レニオスがロングレイン侯爵令嬢──リリアナを実家に送り返したのは、彼女が毒事件に加担していないという確証がないからだ。しかし、レオナルドはリリアナが無実であることを知っていた。なぜなら、毒物が混入するように手を回したのは白雪宮なのだから。
毒を飲んでレニオスが死ねば本望だし、失敗してもロングレイン侯爵家との関係にひびを入れることができるかもしれない。そう期待してのことだったが、まんまと目論見通りだ。

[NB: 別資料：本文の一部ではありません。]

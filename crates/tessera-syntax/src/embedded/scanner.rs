//! Balancing scanner for C-family embedded code.
//!
//! This is not a grammar. It knows just enough about the language to find
//! where code ends: string, character and comment syntax, bracket balance,
//! and what a statement start looks like. Brackets are tracked on an explicit
//! stack.

use rowan::{TextRange, TextSize};

use super::{CodeMode, CodeStop, EmbeddedCodeParser, EmbeddedParse, ReentryKind, ReentryPoint};
use crate::diagnostics::{Diagnostic, DiagnosticKind};

/// Default [`EmbeddedCodeParser`] for C#-like code.
#[derive(Debug, Clone, Copy, Default)]
pub struct BraceScanner;

impl EmbeddedCodeParser for BraceScanner {
    fn parse(&self, source: &str, offset: usize, mode: CodeMode) -> EmbeddedParse {
        let mut scan = Scan::new(source, offset);
        let stop = match mode {
            CodeMode::ImplicitExpression => scan.implicit_expression(),
            CodeMode::ExplicitExpression => scan.explicit_expression(),
            CodeMode::Block { brace_depth } => scan.block(brace_depth),
            CodeMode::Statement {
                brace_depth,
                after_do,
            } => scan.statement(brace_depth, after_do),
        };
        scan.finish(stop)
    }
}

/// Outcome of scanning statements inside braces.
enum Body {
    /// Hit a `}` with no open brace of our own.
    Close,
    /// The brace that opened a statement body was closed.
    Closed,
    Reentry,
    Eof,
}

enum Step {
    Keyword,
    Header,
    OpenBody,
    InBody,
    Continuation,
}

struct Scan<'s> {
    src: &'s str,
    start: usize,
    pos: usize,
    depth: u32,
    diagnostics: Vec<Diagnostic>,
    reentry: Option<ReentryPoint>,
}

fn is_ident_start(c: char) -> bool {
    c == '_' || c.is_alphabetic()
}

fn is_ident_continue(c: char) -> bool {
    c == '_' || c.is_alphanumeric()
}
/// Generates one test function per template in tests/fixtures/.
/// This gives us both DRY code and individual test names in the runner.
fn main() {
    let out_dir = std::env::var("OUT_DIR").unwrap();
    let dest = std::path::Path::new(&out_dir).join("fixture_tests.rs");

    let mut code = String::from(
        r#"mod fixtures {
    use super::fixture_test;
"#,
    );

    let mut entries: Vec<_> = std::fs::read_dir("tests/fixtures")
        .unwrap()
        .filter_map(|e| e.ok())
        .collect();
    entries.sort_by_key(|e| e.path());

    for entry in entries {
        let path = entry.path();
        let Some(ext) = path.extension().and_then(|e| e.to_str()) else {
            continue;
        };
        if ext != "cshtml" && ext != "razor" {
            continue;
        }
        let file = path.file_name().unwrap().to_str().unwrap();
        let stem = path.file_stem().unwrap().to_str().unwrap();
        let name = format!("{stem}_{ext}").replace(['-', '.'], "_");
        code.push_str(&format!(
            r#"
    #[test]
    fn {name}() {{
        fixture_test("{file}");
    }}
"#
        ));
    }

    code.push_str("}\n");
    std::fs::write(&dest, code).unwrap();

    // Rerun if fixtures change
    println!("cargo::rerun-if-changed=tests/fixtures");
}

「ロングレイン侯爵家と接触してうまくこちらに取り込め」
レオナルドは指示を飛ばす。
ロングレイン侯爵家であれば、議会への影響力も大きい。彼さえこちら側に取り込めれば、追随する家門もかなりの数あるはずだ。
「では、そのお役目は私にさせていただけないでしょうか」
すっと手を挙げたのは、黒縁メガネをかけた背の高い文官だった。
ずっと倉庫係をしていたという地味な男だが、最近自ら志願し配置換えで政策課に異動してきた。
「お前が? 自信はあるのか?」
もしこのミッションに失敗すれば、ただでは置かない。そんな凄味を感じさせる態度で、レオナルドは眼鏡の文官を見る。
「もちろんです」
眼鏡の文官は、口元に笑みを浮かべた。